Bada Michael, Vasilevsky Nicole, Baumgartner William A, Haendel Melissa, Hunter Lawrence E
School of Medicine, Department of Pharmacology, University of Colorado Anschutz Medical Campus, 12801 E. 17th Ave., P.O. Box 6511, MS 8303, Aurora, CO 80045-0511, USA.
Ontology Development Group, Library, Oregon Health & Science University, 318 SW Sam Jackson, Park Road, Portland, OR 97239, USA.
Database (Oxford). 2017 Jan 1;2017. doi: 10.1093/database/bax087.

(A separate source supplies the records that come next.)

//! Declarative node-type registration.
//!
//! The host infers GraphQL field types from sample node data unless a plugin
//! declares them explicitly. Inference misfires on sparse data (a site whose
//! every page lacks a frontmatter title would infer nothing for `title`), so
//! the `DocsPage` type is declared field by field and opted out of inference.
//!
//! The declaration is data ([`TypeDef`]) rather than schema text so tests can
//! assert on structure; [`TypeDef::to_sdl`] renders the host's SDL form for
//! hosts that ingest type definitions as text.

use crate::host::SchemaCustomization;
use serde::{Deserialize, Serialize};
use std::fmt::Write;

/// Scalar type of a declared field.
#[derive(Debug, Clone, Copy, PartialEq, Eq, Serialize, Deserialize)]
pub enum FieldType {
    Id,
    String,
    Date,
}

impl FieldType {
    fn sdl_name(self) -> &'static str {
        match self {
            FieldType::Id => "ID",
            FieldType::String => "String",
            FieldType::Date => "Date",
        }
    }
}

/// A single declared field.
#[derive(Debug, Clone, PartialEq, Serialize, Deserialize)]
pub struct FieldDef {
    pub name: String,
    pub ty: FieldType,
    pub required: bool,
    /// Whether the host should attach its date-formatting arguments to the
    /// field (only meaningful for [`FieldType::Date`]).
    pub date_formatted: bool,
}

impl FieldDef {
    fn required(name: &str, ty: FieldType) -> Self {
        Self {
            name: name.to_string(),
            ty,
            required: true,
            date_formatted: false,
        }
    }
}

/// An explicitly-typed node type declaration.
#[derive(Debug, Clone, PartialEq, Serialize, Deserialize)]
pub struct TypeDef {
    pub name: String,
    /// Host interfaces the type implements (`Node` for queryable nodes).
    pub implements: Vec<String>,
    /// When false, the host must not infer additional fields from data.
    pub infer: bool,
    pub fields: Vec<FieldDef>,
}

impl TypeDef {
    /// Render the declaration in the host's SDL form.
    pub fn to_sdl(&self) -> String {
        let mut sdl = format!("type {}", self.name);
        if !self.implements.is_empty() {
            write!(sdl, " implements {}", self.implements.join(" & ")).unwrap();
        }
        if !self.infer {
            sdl.push_str(" @dontInfer");
        }
        sdl.push_str(" {\n");
        for field in &self.fields {
            write!(sdl, "  {}: {}", field.name, field.ty.sdl_name()).unwrap();
            if field.required {
                sdl.push('!');
            }
            if field.date_formatted {
                sdl.push_str(" @dateformat");
            }
            sdl.push('\n');
        }
        sdl.push('}');
        sdl
    }
}

/// The `DocsPage` type declaration.
///
/// `body` is declared but never set on created nodes; the host's resolver
/// layer supplies it from the source document at query time.
pub fn docs_page_type() -> TypeDef {
    TypeDef {
        name: "DocsPage".to_string(),
        implements: vec!["Node".to_string()],
        infer: false,
        fields: vec![
            FieldDef::required("id", FieldType::Id),
            FieldDef::required("title", FieldType::String),
            FieldDef::required("path", FieldType::String),
            FieldDef {
                date_formatted: true,
                ..FieldDef::required("updated", FieldType::Date)
            },
            FieldDef::required("body", FieldType::String),
        ],
    }
}

/// Schema-customization hook: declare the `DocsPage` type to the host.
pub fn create_schema_customization(ctx: &mut SchemaCustomization<'_>) {
    let type_def = docs_page_type();
    tracing::debug!(type_name = %type_def.name, "registering node type");
    ctx.actions.create_types(&type_def);
}
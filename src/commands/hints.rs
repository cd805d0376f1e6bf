//! Hint commands: prefix completions and legal next moves

use crate::dictionary::Dictionary;
use crate::validator::possible_words;

/// Dictionary completions of a prefix
pub struct HintsResult {
    pub prefix: String,
    pub words: Vec<String>,
}

/// Legal next words reachable from a current word
pub struct MovesResult {
    pub current: String,
    pub words: Vec<String>,
}

/// Collect up to `count` dictionary words starting with `prefix`
pub fn run_hints(dictionary: &Dictionary, prefix: &str, count: usize) -> HintsResult {
    HintsResult {
        prefix: prefix.to_uppercase(),
        words: dictionary.hints(prefix, count),
    }
}

/// Collect up to `count` legal single-insertion moves from `current`
pub fn run_moves(dictionary: &Dictionary, current: &str, count: usize) -> MovesResult {
    MovesResult {
        current: current.to_uppercase(),
        words: possible_words(current, dictionary, count),
    }
}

Gold-standard annotated corpora have become important resources for the training and testing of natural-language-processing (NLP) systems designed to support biocuration efforts, and ontologies are increasingly used to facilitate curational consistency and semantic integration across disparate resources. Bringing together the respective power of these, the Colorado Richly Annotated Full-Text (CRAFT) Corpus, a collection of full-length, open-access biomedical journal articles with extensive manually created syntactic, formatting and semantic markup, was previously created and released. This initial public release has already been used in multiple projects to drive development of systems focused on a variety of biocuration, search, visualization, and semantic and syntactic NLP tasks. Building on its demonstrated utility, we have expanded the CRAFT Corpus with a large set of manually created semantic annotations relying on Uberon, an ontology representing anatomical entities and life-cycle stages of multicellular organisms across species as well as types of multicellular organisms defined in terms of life-cycle stage and sexual characteristics. This newly created set of annotations, which has been added for v2.1 of the corpus, is by far the largest publicly available collection of gold-standard anatomical markup and is the first large-scale effort at manual markup of biomedical text relying on the entirety of an anatomical terminology, as opposed to annotation with a small number of high-level anatomical categories, as performed in previous corpora. In addition to presenting and discussing this newly available resource, we apply it to provide a performance baseline for the automatic annotation of anatomical concepts in biomedical text using a prominent concept recognition system. The full corpus, released with a CC BY 3.0 license, may be downloaded from http://bionlp-corpora.sourceforge.net/CRAFT/index.shtml. Database URL: http://bionlp-corpora.sourceforge.net/CRAFT/index.shtml.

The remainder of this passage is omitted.